EXERCISE →
Among the entries below, one line contains "pub mod error;" and another contains "(UUIDv7, no dashes).". Transcribe those two lines and every line between them, exactly.

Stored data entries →
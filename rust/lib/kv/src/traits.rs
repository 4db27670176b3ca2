use crate::error::KVError;

/// KVStore is the document backend behind the record store.
///
/// Keys are namespaced by collection: `bugs/{id}`. Values are opaque bytes;
/// callers own the encoding.
pub trait KVStore: Send + Sync {
    /// Get the value for a key. Returns None if the key does not exist.
    fn get(&self, key: &str) -> Result<Option<Vec<u8>>, KVError>;

    /// Insert or overwrite a key-value pair.
    fn set(&self, key: &str, value: &[u8]) -> Result<(), KVError>;

    /// Delete a key. Returns whether the key existed; deleting a missing key
    /// is not an error.
    fn delete(&self, key: &str) -> Result<bool, KVError>;

    /// Read-modify-write a key in one transaction.
    ///
    /// `f` sees the current value and returns the replacement, or `None` to
    /// leave it as is. Returns the value now stored, or `None` (without
    /// calling `f` or writing) when the key does not exist.
    fn update(
        &self,
        key: &str,
        f: &mut dyn FnMut(&[u8]) -> Result<Option<Vec<u8>>, KVError>,
    ) -> Result<Option<Vec<u8>>, KVError>;

    /// Scan all keys matching a prefix. Returns (key, value) pairs sorted by key.
    fn scan(&self, prefix: &str) -> Result<Vec<(String, Vec<u8>)>, KVError>;
}
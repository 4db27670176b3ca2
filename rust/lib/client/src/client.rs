use std::time::Duration;

use reqwest::Response;
use serde::de::DeserializeOwned;
use tracing::debug;

use bugs::model::{Bug, BugPatch, CreateBug};

use crate::error::ClientError;

const REQUEST_TIMEOUT: Duration = Duration::from_secs(30);

/// Typed client for the `/api/bugs` endpoints.
#[derive(Debug, Clone)]
pub struct BugClient {
    http: reqwest::Client,
    base_url: String,
}

impl BugClient {
    /// `base_url` is the server root, e.g. `http://localhost:5000`.
    pub fn new(base_url: &str) -> Result<Self, ClientError> {
        let http = reqwest::Client::builder().timeout(REQUEST_TIMEOUT).build()?;
        Ok(Self {
            http,
            base_url: base_url.trim_end_matches('/').to_string(),
        })
    }

    pub fn base_url(&self) -> &str {
        &self.base_url
    }

    fn bugs_url(&self) -> String {
        format!("{}/api/bugs", self.base_url)
    }

    fn bug_url(&self, id: &str) -> String {
        format!("{}/api/bugs/{}", self.base_url, id)
    }

    /// `GET /api/bugs`
    pub async fn list(&self) -> Result<Vec<Bug>, ClientError> {
        let resp = self.http.get(self.bugs_url()).send().await?;
        decode(resp).await
    }

    /// `POST /api/bugs`
    pub async fn create(&self, input: &CreateBug) -> Result<Bug, ClientError> {
        let resp = self.http.post(self.bugs_url()).json(input).send().await?;
        decode(resp).await
    }

    /// `PUT /api/bugs/{id}`. `None` means the server has no bug with this id.
    pub async fn update(&self, id: &str, patch: &BugPatch) -> Result<Option<Bug>, ClientError> {
        let resp = self.http.put(self.bug_url(id)).json(patch).send().await?;
        decode(resp).await
    }

    /// `DELETE /api/bugs/{id}`. Returns the server's confirmation message.
    pub async fn delete(&self, id: &str) -> Result<String, ClientError> {
        let resp = self.http.delete(self.bug_url(id)).send().await?;
        let body: serde_json::Value = decode(resp).await?;
        Ok(body["message"].as_str().unwrap_or_default().to_string())
    }

    /// `GET /health`
    pub async fn health(&self) -> Result<serde_json::Value, ClientError> {
        let resp = self
            .http
            .get(format!("{}/health", self.base_url))
            .send()
            .await?;
        decode(resp).await
    }
}

/// Turn a response into `T`, or into `ClientError::Api` carrying the
/// server's `error` message.
async fn decode<T: DeserializeOwned>(resp: Response) -> Result<T, ClientError> {
    let status = resp.status();
    debug!(url = %resp.url(), %status, "response");

    if status.is_success() {
        return Ok(resp.json::<T>().await?);
    }

    let message = match resp.json::<serde_json::Value>().await {
        Ok(body) => body["error"].as_str().unwrap_or("unknown error").to_string(),
        Err(_) => status
            .canonical_reason()
            .unwrap_or("unknown error")
            .to_string(),
    };
    Err(ClientError::Api {
        status: status.as_u16(),
        message,
    })
}
use tracing::warn;

use bugs::model::{Bug, CreateBug};

use crate::client::BugClient;
use crate::error::ClientError;

/// Where a listed bug came from.
#[derive(Debug, Clone, Copy, PartialEq, Eq)]
pub enum Origin {
    /// Read from the server's list.
    Fetched,
    /// Taken from a create response but not yet confirmed by a list read.
    Local,
}

/// Fields of the "report bug" form.
#[derive(Debug, Clone, Default, PartialEq, Eq)]
pub struct BugForm {
    pub title: String,
    pub description: String,
}

impl BugForm {
    fn to_request(&self) -> CreateBug {
        CreateBug {
            title: self.title.clone(),
            description: Some(self.description.clone()),
            status: None,
        }
    }
}

/// View state of the bug board: the listed bugs plus the report form.
///
/// The board only lists and reports bugs. After every successful report it
/// re-reads the list from the server; if that read fails, the created bug is
/// merged by id and marked [`Origin::Local`] until the next successful read.
pub struct BugBoard {
    client: BugClient,
    items: Vec<(Bug, Origin)>,
    pub form: BugForm,
}

impl BugBoard {
    pub fn new(client: BugClient) -> Self {
        Self {
            client,
            items: Vec::new(),
            form: BugForm::default(),
        }
    }

    /// Bugs currently shown, in server order.
    pub fn bugs(&self) -> impl Iterator<Item = &Bug> {
        self.items.iter().map(|(bug, _)| bug)
    }

    pub fn items(&self) -> &[(Bug, Origin)] {
        &self.items
    }

    pub fn len(&self) -> usize {
        self.items.len()
    }

    pub fn is_empty(&self) -> bool {
        self.items.is_empty()
    }

    /// Replace local state with the server's list.
    pub async fn load(&mut self) -> Result<(), ClientError> {
        let bugs = self.client.list().await?;
        self.items = bugs.into_iter().map(|bug| (bug, Origin::Fetched)).collect();
        Ok(())
    }

    /// Submit the form. On success the form is cleared and the board is
    /// reconciled with the server; the created bug is returned.
    ///
    /// A failed create leaves both the form and the list untouched.
    pub async fn submit(&mut self) -> Result<Bug, ClientError> {
        let created = self.client.create(&self.form.to_request()).await?;
        self.form = BugForm::default();

        if let Err(e) = self.load().await {
            warn!(error = %e, id = %created.id, "re-fetch after submit failed; keeping local copy");
            self.merge(created.clone(), Origin::Local);
        }
        Ok(created)
    }

    /// Insert or replace by id.
    fn merge(&mut self, bug: Bug, origin: Origin) {
        match self.items.iter_mut().find(|(existing, _)| existing.id == bug.id) {
            Some(slot) => *slot = (bug, origin),
            None => self.items.push((bug, origin)),
        }
    }

    /// One line per bug: `title - status`.
    pub fn render(&self) -> Vec<String> {
        self.bugs()
            .map(|bug| format!("{} - {}", bug.title, bug.status))
            .collect()
    }
}
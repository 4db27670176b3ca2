pub mod bugs;
pub mod status;

/// How results are printed.
#[derive(Debug, Clone, Copy, PartialEq, Eq, clap::ValueEnum)]
pub enum Output {
    Table,
    Json,
}
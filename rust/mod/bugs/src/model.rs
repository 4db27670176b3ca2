use serde::{Deserialize, Deserializer, Serialize};

// ---------------------------------------------------------------------------
// BugStatus
// ---------------------------------------------------------------------------

/// Workflow state of a bug.
///
/// ```text
/// open → in-progress → resolved
/// ```
///
/// Transitions are not enforced; any status may be set by an update.
#[derive(Debug, Clone, Copy, Default, PartialEq, Eq, Serialize, Deserialize)]
#[serde(rename_all = "kebab-case")]
pub enum BugStatus {
    #[default]
    Open,
    InProgress,
    Resolved,
}

impl BugStatus {
    pub const ALL: [BugStatus; 3] = [Self::Open, Self::InProgress, Self::Resolved];

    pub fn as_str(&self) -> &'static str {
        match self {
            Self::Open => "open",
            Self::InProgress => "in-progress",
            Self::Resolved => "resolved",
        }
    }
}

impl std::fmt::Display for BugStatus {
    fn fmt(&self, f: &mut std::fmt::Formatter<'_>) -> std::fmt::Result {
        f.write_str(self.as_str())
    }
}

impl std::str::FromStr for BugStatus {
    type Err = String;

    fn from_str(s: &str) -> Result<Self, Self::Err> {
        Self::ALL
            .into_iter()
            .find(|status| status.as_str() == s)
            .ok_or_else(|| format!("unknown status '{s}' (expected open, in-progress or resolved)"))
    }
}

// ---------------------------------------------------------------------------
// Bug: the stored document
// ---------------------------------------------------------------------------

/// A single bug report.
///
/// `id` and `created_at` are assigned by the store on insert and never
/// change afterwards.
#[derive(Debug, Clone, PartialEq, Eq, Serialize, Deserialize)]
#[serde(rename_all = "camelCase")]
pub struct Bug {
    pub id: String,
    #[serde(default)]
    pub title: String,
    #[serde(default)]
    pub description: Option<String>,
    #[serde(default)]
    pub status: BugStatus,
    pub created_at: String,
}

impl Bug {
    /// Merge the fields present in `patch` into this record.
    pub fn apply(&mut self, patch: BugPatch) {
        if let Some(title) = patch.title {
            self.title = title;
        }
        if let Some(description) = patch.description {
            self.description = description;
        }
        if let Some(status) = patch.status {
            self.status = status;
        }
    }
}

// ---------------------------------------------------------------------------
// Request types
// ---------------------------------------------------------------------------

/// Body of `POST /bugs`.
#[derive(Debug, Clone, Default, PartialEq, Eq, Serialize, Deserialize)]
pub struct CreateBug {
    #[serde(default)]
    pub title: String,
    #[serde(default, skip_serializing_if = "Option::is_none")]
    pub description: Option<String>,
    /// Defaults to `open` when omitted.
    #[serde(default, skip_serializing_if = "Option::is_none")]
    pub status: Option<BugStatus>,
}

/// Body of `PUT /bugs/{id}`: any subset of the mutable fields.
///
/// Absent fields are left untouched. `"description": null` clears the
/// description; `null` for `title` or `status` is ignored. Unknown keys such
/// as `id` or `createdAt` are ignored, so a client may send back a whole
/// record.
#[derive(Debug, Clone, Default, PartialEq, Eq, Serialize, Deserialize)]
pub struct BugPatch {
    #[serde(default, skip_serializing_if = "Option::is_none")]
    pub title: Option<String>,
    /// `Some(None)` clears the description.
    #[serde(
        default,
        deserialize_with = "present",
        skip_serializing_if = "Option::is_none"
    )]
    pub description: Option<Option<String>>,
    #[serde(default, skip_serializing_if = "Option::is_none")]
    pub status: Option<BugStatus>,
}

impl BugPatch {
    pub fn is_empty(&self) -> bool {
        self.title.is_none() && self.description.is_none() && self.status.is_none()
    }
}

/// Marks a key as present even when its value is `null`.
fn present<'de, D, T>(deserializer: D) -> Result<Option<Option<T>>, D::Error>
where
    D: Deserializer<'de>,
    T: Deserialize<'de>,
{
    Option::<T>::deserialize(deserializer).map(Some)
}
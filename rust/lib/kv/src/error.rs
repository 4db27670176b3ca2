use thiserror::Error;

#[derive(Error, Debug)]
pub enum KVError {
    #[error("storage error: {0}")]
    Storage(String),

    #[error("serialization error: {0}")]
    Serialization(String),
}
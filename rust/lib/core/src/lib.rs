pub mod config;
pub mod error;
pub mod module;
pub mod types;

pub use config::ServiceConfig;
pub use error::ServiceError;
pub use module::Module;
pub use types::{new_id, now_rfc3339};
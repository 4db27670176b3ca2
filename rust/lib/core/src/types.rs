/// Generate a new record ID (UUIDv7, no dashes).
///
/// v7 ids sort by creation time and are monotonic within a process, so a
/// key-ordered scan returns records in insertion order.
pub fn new_id() -> String {
    uuid::Uuid::now_v7().simple().to_string()
}

/// Get the current time as an RFC 3339 string.
pub fn now_rfc3339() -> String {
    chrono::Utc::now().to_rfc3339()
}
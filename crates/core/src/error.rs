//! Error types for the Agentboard domain.
//!
//! Uses `thiserror` for ergonomic error definitions.
//! The blackboard itself never fails; these cover the collaborators around it.

use crate::message::MessageKind;
use thiserror::Error;

/// The top-level error type for all Agentboard operations.
#[derive(Debug, Error)]
pub enum Error {
    // --- Provider errors ---
    #[error("Provider error: {0}")]
    Provider(#[from] ProviderError),

    // --- Agent errors ---
    #[error("Agent error: {0}")]
    Agent(#[from] AgentError),

    // --- Configuration errors ---
    #[error("Configuration error: {message}")]
    Config { message: String },

    // --- Serialization ---
    #[error("Serialization error: {0}")]
    Serialization(#[from] serde_json::Error),
}

/// Result type alias using our Error.
pub type Result<T> = std::result::Result<T, Error>;

// --- Bounded context errors ---

#[derive(Debug, Clone, Error)]
pub enum ProviderError {
    #[error("API request failed: {message} (status: {status_code})")]
    ApiError {
        status_code: u16,
        message: String,
    },

    #[error("Rate limited by provider, retry after {retry_after_secs}s")]
    RateLimited { retry_after_secs: u64 },

    #[error("Authentication failed: {0}")]
    AuthenticationFailed(String),

    #[error("Provider not configured: {0}")]
    NotConfigured(String),

    #[error("Request timed out: {0}")]
    Timeout(String),

    #[error("Network error: {0}")]
    Network(String),
}

#[derive(Debug, Clone, Error)]
pub enum AgentError {
    #[error("Agent {agent} received an empty response")]
    EmptyResponse { agent: String },

    #[error("Agent {agent} needs a {kind} message but the blackboard has none")]
    MissingInput { agent: String, kind: MessageKind },
}

#[cfg(test)]
mod tests {
    use super::*;

    #[test]
    fn provider_error_displays_correctly() {
        let err = Error::Provider(ProviderError::ApiError {
            status_code: 429,
            message: "Too many requests".into(),
        });
        assert!(err.to_string().contains("429"));
        assert!(err.to_string().contains("Too many requests"));
    }

    #[test]
    fn agent_error_names_the_missing_kind() {
        let err = Error::Agent(AgentError::MissingInput {
            agent: "reviewer".into(),
            kind: MessageKind::Code,
        });
        assert!(err.to_string().contains("reviewer"));
        assert!(err.to_string().contains("code"));
    }
}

RESPONSE TO THIS TASK →
pub mod error;
pub mod module;
pub mod types;

pub use config::ServiceConfig;
pub use error::ServiceError;
pub use module::Module;
pub use types::{new_id, now_rfc3339};
repository 4db27670176b3ca2
filename rust/lib/core/src/types.rs
/// Generate a new record ID (UUIDv7, no dashes).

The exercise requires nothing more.